There are so many questions swirling around the NBA and their upcoming new broadcasting rights deals. Perhaps there’s no bigger aspect to those potential changes than Warner Bros. Discovery losing their NBA right package, which would mean there was no more use for TNT Sports’ Inside the NBA.
While many reports have discussed things as a done deal, with ESPN/Disney, Amazon, and NBC taking on the new NBA media rights, others are claiming that TNT isn’t out of it yet. NBA commissioner Adam Silver even said the door was still open recently, saying “We’re all still talking.”
Silver spoke with the media on Thursday before Game 1 of the NBA Finals and added some clarifying thoughts on media negotiations and how he’ll feel if Inside the NBA goes away.
“It has been difficult,” Silver said. “That show, in particular, is special and I have a close relationship with everyone who’s on that show from the time they played in the league. And Ernie [Johnson] and I have been friends forever.
“At the same time, it’s not just the talent, of course. There’s hundreds of people who are involved with, what I still refer to as Turner Sports, who have been longtime friends and colleagues.
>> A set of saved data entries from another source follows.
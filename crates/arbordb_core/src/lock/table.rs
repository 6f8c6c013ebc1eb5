//! The advisory document lock table.

use super::clock::{Clock, SystemClock};
use super::token::{LockTimeout, LockToken};
use crate::config::PipelineConfig;
use crate::error::{LockError, LockResult};
use crate::security::{Action, PermissionChecker, Principal};
use arbordb_storage::DbPath;
use parking_lot::Mutex;
use std::collections::HashMap;
use std::sync::Arc;
use std::time::{Duration, SystemTime};
use tracing::{debug, instrument};

/// Client-visible document locks.
///
/// Locks are advisory: the table never blocks storage operations itself.
/// Client-protocol front-ends take, refresh and release tokens here, and the
/// mutation pipeline consults it for requests that carry a principal.
///
/// At most one live token exists per document. Expired tokens are evicted
/// lazily by whichever operation next looks at them. Every operation runs
/// under one table-wide mutex, so check-then-set is atomic.
pub struct DocumentLockTable {
    entries: Mutex<HashMap<DbPath, LockToken>>,
    permissions: Arc<dyn PermissionChecker>,
    clock: Arc<dyn Clock>,
    default_timeout: Duration,
    max_timeout: Option<Duration>,
}

impl DocumentLockTable {
    /// Creates a table using the system clock and the lock settings of
    /// `config`.
    pub fn new(permissions: Arc<dyn PermissionChecker>, config: &PipelineConfig) -> Self {
        Self {
            entries: Mutex::new(HashMap::new()),
            permissions,
            clock: Arc::new(SystemClock),
            default_timeout: config.default_lock_timeout,
            max_timeout: config.max_lock_timeout,
        }
    }

    /// Replaces the time source.
    #[must_use]
    pub fn with_clock(mut self, clock: Arc<dyn Clock>) -> Self {
        self.clock = clock;
        self
    }

    fn effective_timeout(&self, requested: Option<LockTimeout>) -> LockTimeout {
        requested
            .unwrap_or_else(|| LockTimeout::from_duration(self.default_timeout))
            .clamp_to(self.max_timeout)
    }

    /// Locks `path` for `owner`.
    ///
    /// Locking a document the owner already holds refreshes its deadline and
    /// returns the same token id. Without a requested timeout the configured
    /// default applies; every timeout is capped at the configured maximum.
    ///
    /// # Errors
    ///
    /// - [`LockError::PermissionDenied`] if `owner` may not write `path`
    /// - [`LockError::DocumentAlreadyLocked`] if another owner holds a live
    ///   token
    #[instrument(skip(self), fields(path = %path, owner = %owner))]
    pub fn lock(
        &self,
        path: &DbPath,
        owner: &Principal,
        timeout: Option<LockTimeout>,
    ) -> LockResult<LockToken> {
        if !self.permissions.check_permission(owner, path, Action::Write) {
            return Err(LockError::permission_denied(
                owner,
                format!("no write permission on {path}"),
            ));
        }
        let timeout = self.effective_timeout(timeout);
        let now = self.clock.now();

        let mut entries = self.entries.lock();
        if let Some(existing) = entries.get_mut(path) {
            if !existing.is_expired(now) {
                if existing.owner != *owner {
                    return Err(LockError::DocumentAlreadyLocked {
                        path: path.clone(),
                        owner: existing.owner.clone(),
                    });
                }
                existing.renew(timeout, now);
                debug!(token = %existing.token_id, "lock renewed by owner");
                return Ok(existing.clone());
            }
        }

        let token = LockToken::new(path.clone(), owner.clone(), timeout, now);
        entries.insert(path.clone(), token.clone());
        debug!(token = %token.token_id, timeout = %timeout, "lock granted");
        Ok(token)
    }

    /// Restarts the lifetime of a live token.
    ///
    /// # Errors
    ///
    /// - [`LockError::DocumentNotLocked`] if no live token has this id
    /// - [`LockError::PermissionDenied`] if `caller` does not own it
    #[instrument(skip(self), fields(caller = %caller))]
    pub fn refresh(
        &self,
        token_id: &str,
        caller: &Principal,
        timeout: Option<LockTimeout>,
    ) -> LockResult<LockToken> {
        let timeout = self.effective_timeout(timeout);
        let now = self.clock.now();
        let mut entries = self.entries.lock();
        let path = Self::owned_entry(&mut entries, token_id, caller, now)?;
        let Some(token) = entries.get_mut(&path) else {
            return Err(LockError::DocumentNotLocked {
                token: token_id.to_owned(),
            });
        };
        token.renew(timeout, now);
        Ok(token.clone())
    }

    /// Releases a live token.
    ///
    /// # Errors
    ///
    /// - [`LockError::DocumentNotLocked`] if no live token has this id
    /// - [`LockError::PermissionDenied`] if `caller` does not own it
    #[instrument(skip(self), fields(caller = %caller))]
    pub fn unlock(&self, token_id: &str, caller: &Principal) -> LockResult<()> {
        let now = self.clock.now();
        let mut entries = self.entries.lock();
        let path = Self::owned_entry(&mut entries, token_id, caller, now)?;
        entries.remove(&path);
        debug!(path = %path, "lock released");
        Ok(())
    }

    /// Finds the live entry for `token_id` and checks `caller` owns it.
    fn owned_entry(
        entries: &mut HashMap<DbPath, LockToken>,
        token_id: &str,
        caller: &Principal,
        now: SystemTime,
    ) -> LockResult<DbPath> {
        let not_locked = || LockError::DocumentNotLocked {
            token: token_id.to_owned(),
        };
        let (path, expired, owner) = entries
            .values()
            .find(|token| token.token_id == token_id)
            .map(|token| {
                (
                    token.document_path.clone(),
                    token.is_expired(now),
                    token.owner.clone(),
                )
            })
            .ok_or_else(not_locked)?;

        if expired {
            entries.remove(&path);
            return Err(not_locked());
        }
        if owner != *caller {
            return Err(LockError::permission_denied(
                caller,
                format!("lock on {path} is owned by {owner}"),
            ));
        }
        Ok(path)
    }

    /// Returns the live token on `path`, evicting it if expired.
    #[must_use]
    pub fn current_lock(&self, path: &DbPath) -> Option<LockToken> {
        let now = self.clock.now();
        let mut entries = self.entries.lock();
        match entries.get(path) {
            Some(token) if token.is_expired(now) => {
                entries.remove(path);
                None
            }
            Some(token) => Some(token.clone()),
            None => None,
        }
    }

    /// Returns the live tokens on `path` and every document below it.
    #[must_use]
    pub fn locks_under(&self, path: &DbPath) -> Vec<LockToken> {
        let now = self.clock.now();
        let mut entries = self.entries.lock();
        entries.retain(|_, token| !token.is_expired(now));
        let mut found: Vec<LockToken> = entries
            .values()
            .filter(|token| token.document_path.starts_with(path))
            .cloned()
            .collect();
        found.sort_by(|a, b| a.document_path.cmp(&b.document_path));
        found
    }

    /// Drops the token on a deleted or moved document.
    pub fn release_document(&self, path: &DbPath) -> Option<LockToken> {
        let released = self.entries.lock().remove(path);
        if let Some(token) = &released {
            debug!(path = %path, token = %token.token_id, "lock dropped with document");
        }
        released
    }

    /// Drops every token on `path` or below it. Returns how many were
    /// dropped.
    pub fn release_subtree(&self, path: &DbPath) -> usize {
        let mut entries = self.entries.lock();
        let before = entries.len();
        entries.retain(|locked, _| !locked.starts_with(path));
        let released = before - entries.len();
        if released > 0 {
            debug!(path = %path, released, "locks dropped with collection");
        }
        released
    }

    /// Returns the number of tokens held, live or not yet evicted.
    #[must_use]
    pub fn len(&self) -> usize {
        self.entries.lock().len()
    }

    /// Returns true if no tokens are held.
    #[must_use]
    pub fn is_empty(&self) -> bool {
        self.len() == 0
    }
}

impl std::fmt::Debug for DocumentLockTable {
    fn fmt(&self, f: &mut std::fmt::Formatter<'_>) -> std::fmt::Result {
        f.debug_struct("DocumentLockTable")
            .field("locks", &self.len())
            .field("clock", &self.clock)
            .finish_non_exhaustive()
    }
}

#[cfg(test)]
mod tests {
    use super::*;
    use crate::lock::ManualClock;
    use crate::security::AllowAll;
    use std::thread;

    struct ReadOnlyFor(&'static str);

    impl PermissionChecker for ReadOnlyFor {
        fn check_permission(&self, principal: &Principal, _: &DbPath, action: Action) -> bool {
            principal.name() != self.0 || action == Action::Read
        }
    }

    fn p(raw: &str) -> DbPath {
        DbPath::parse(raw).unwrap()
    }

    fn table() -> (DocumentLockTable, Arc<ManualClock>) {
        let clock = Arc::new(ManualClock::default());
        let config = PipelineConfig::default()
            .default_lock_timeout(Duration::from_secs(60))
            .max_lock_timeout(Some(Duration::from_secs(3600)));
        let table = DocumentLockTable::new(Arc::new(AllowAll), &config).with_clock(clock.clone());
        (table, clock)
    }

    #[test]
    fn second_owner_is_rejected() {
        let (table, _) = table();
        let doc = p("/db/a.xml");
        let alice = Principal::new("alice");
        let bob = Principal::new("bob");

        let token = table.lock(&doc, &alice, None).unwrap();
        assert_eq!(token.timeout, LockTimeout::Seconds(60));
        let err = table.lock(&doc, &bob, None).unwrap_err();
        assert_eq!(
            err,
            LockError::DocumentAlreadyLocked {
                path: doc.clone(),
                owner: alice
            }
        );
        assert!(err.is_retriable());
    }

    #[test]
    fn same_owner_relock_keeps_token_id() {
        let (table, clock) = table();
        let doc = p("/db/a.xml");
        let alice = Principal::new("alice");
        let first = table.lock(&doc, &alice, None).unwrap();
        clock.advance(Duration::from_secs(30));
        let second = table
            .lock(&doc, &alice, Some(LockTimeout::Seconds(120)))
            .unwrap();
        assert_eq!(first.token_id, second.token_id);
        assert!(second.deadline > first.deadline);
    }

    #[test]
    fn expired_lock_is_free_for_others() {
        let (table, clock) = table();
        let doc = p("/db/a.xml");
        table.lock(&doc, &Principal::new("alice"), None).unwrap();
        clock.advance(Duration::from_secs(61));
        assert!(table.current_lock(&doc).is_none());
        let token = table.lock(&doc, &Principal::new("bob"), None).unwrap();
        assert_eq!(token.owner, Principal::new("bob"));
    }

    #[test]
    fn refresh_and_unlock_check_owner() {
        let (table, clock) = table();
        let doc = p("/db/a.xml");
        let alice = Principal::new("alice");
        let bob = Principal::new("bob");
        let token = table.lock(&doc, &alice, None).unwrap();

        assert!(matches!(
            table.refresh(&token.token_id, &bob, None),
            Err(LockError::PermissionDenied { .. })
        ));
        assert!(matches!(
            table.unlock(&token.token_id, &bob),
            Err(LockError::PermissionDenied { .. })
        ));

        clock.advance(Duration::from_secs(50));
        let refreshed = table.refresh(&token.token_id, &alice, None).unwrap();
        clock.advance(Duration::from_secs(50));
        assert_eq!(table.current_lock(&doc), Some(refreshed));

        table.unlock(&token.token_id, &alice).unwrap();
        assert!(table.current_lock(&doc).is_none());
        assert_eq!(
            table.unlock(&token.token_id, &alice),
            Err(LockError::DocumentNotLocked {
                token: token.token_id.clone()
            })
        );
    }

    #[test]
    fn refresh_of_expired_token_fails() {
        let (table, clock) = table();
        let alice = Principal::new("alice");
        let token = table.lock(&p("/db/a.xml"), &alice, None).unwrap();
        clock.advance(Duration::from_secs(60));
        assert!(matches!(
            table.refresh(&token.token_id, &alice, None),
            Err(LockError::DocumentNotLocked { .. })
        ));
        assert!(table.is_empty());
    }

    #[test]
    fn lock_requires_write_permission() {
        let table = DocumentLockTable::new(Arc::new(ReadOnlyFor("guest")), &PipelineConfig::default());
        let err = table
            .lock(&p("/db/a.xml"), &Principal::new("guest"), None)
            .unwrap_err();
        assert!(matches!(err, LockError::PermissionDenied { .. }));
        assert!(table.is_empty());
    }

    #[test]
    fn timeouts_are_capped() {
        let (table, _) = table();
        let token = table
            .lock(&p("/db/a.xml"), &Principal::new("alice"), Some(LockTimeout::Infinite))
            .unwrap();
        assert_eq!(token.timeout, LockTimeout::Seconds(3600));
    }

    #[test]
    fn release_subtree_is_segment_aware() {
        let (table, _) = table();
        let alice = Principal::new("alice");
        for doc in ["/db/a/x.xml", "/db/a/b/y.xml", "/db/ab/z.xml"] {
            table.lock(&p(doc), &alice, None).unwrap();
        }
        assert_eq!(table.locks_under(&p("/db/a")).len(), 2);
        assert_eq!(table.release_subtree(&p("/db/a")), 2);
        assert!(table.current_lock(&p("/db/ab/z.xml")).is_some());
        assert!(table.release_document(&p("/db/ab/z.xml")).is_some());
        assert!(table.is_empty());
    }

    #[test]
    fn concurrent_lockers_get_one_winner() {
        let (table, _) = table();
        let table = Arc::new(table);
        let doc = p("/db/contended.xml");
        let handles: Vec<_> = (0..8)
            .map(|i| {
                let table = Arc::clone(&table);
                let doc = doc.clone();
                thread::spawn(move || table.lock(&doc, &Principal::new(format!("user{i}")), None))
            })
            .collect();
        let winners = handles
            .into_iter()
            .map(|h| h.join().unwrap())
            .filter(Result::is_ok)
            .count();
        assert_eq!(winners, 1);
    }
}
On one hand, from the league standpoint, it’s fantastic to be liked and to be wanted and to have multiple suitors. At the same time, it makes me uncomfortable, but it’s zero-sum.
“At the end of the day, there’s only gonna be so many television packages, Finals games, playoff games, regular season games to distribute. I will say directly from me to the people who seem to be most impacted right now, the folks at Turner Sports, is I apologize that this has been a prolonged process.”
He later added, “No one likes this uncertainty and it’s on the league office to bring these negotiations to a head and conclude them as quickly as they can.”
That’s a lot of words to say “It’s a bummer but money’s money.”
Along with that, Silver also addressed what makes Amazon such an attractive media partner by comparison.
“If you watch where eyeballs are going, we’re all moving into watching premium programming on streaming services,” he said. “Trying to predict how fast this will move is what’s so difficult,” he said. “There has been a faster decline in cable, viewership, and usage, than people were predicting only even two years ago. The move is happening fast to streaming services. So what we’re trying to do as part of these television deals is middle the broadcast platform, of course we have the Finals on ABC, still matter tremendously to us.”
Perhaps the most intriguing part of the conversation was when Sports Business Journal reporter Tom Friend asked Silver to clarify if, as reported, WBD has “matching rights” for NBC’s and Amazon’s offers.
“I’m not gonna get into that only because it’s a complex legal issue,” said Silver.
Damn straight. Props to @SBJ’s Tom Friend
And now we get to see a good number of lawyers make a lot of money in the coming weeks crafting arguments as to what “match” means in the current deals. https://t.co/lASfaZa5QJ
— Austin Karp (@AustinKarp) June 7, 2024
In other words, WBD isn’t out of the running just yet, one way or another, even if the odds are stacked against them.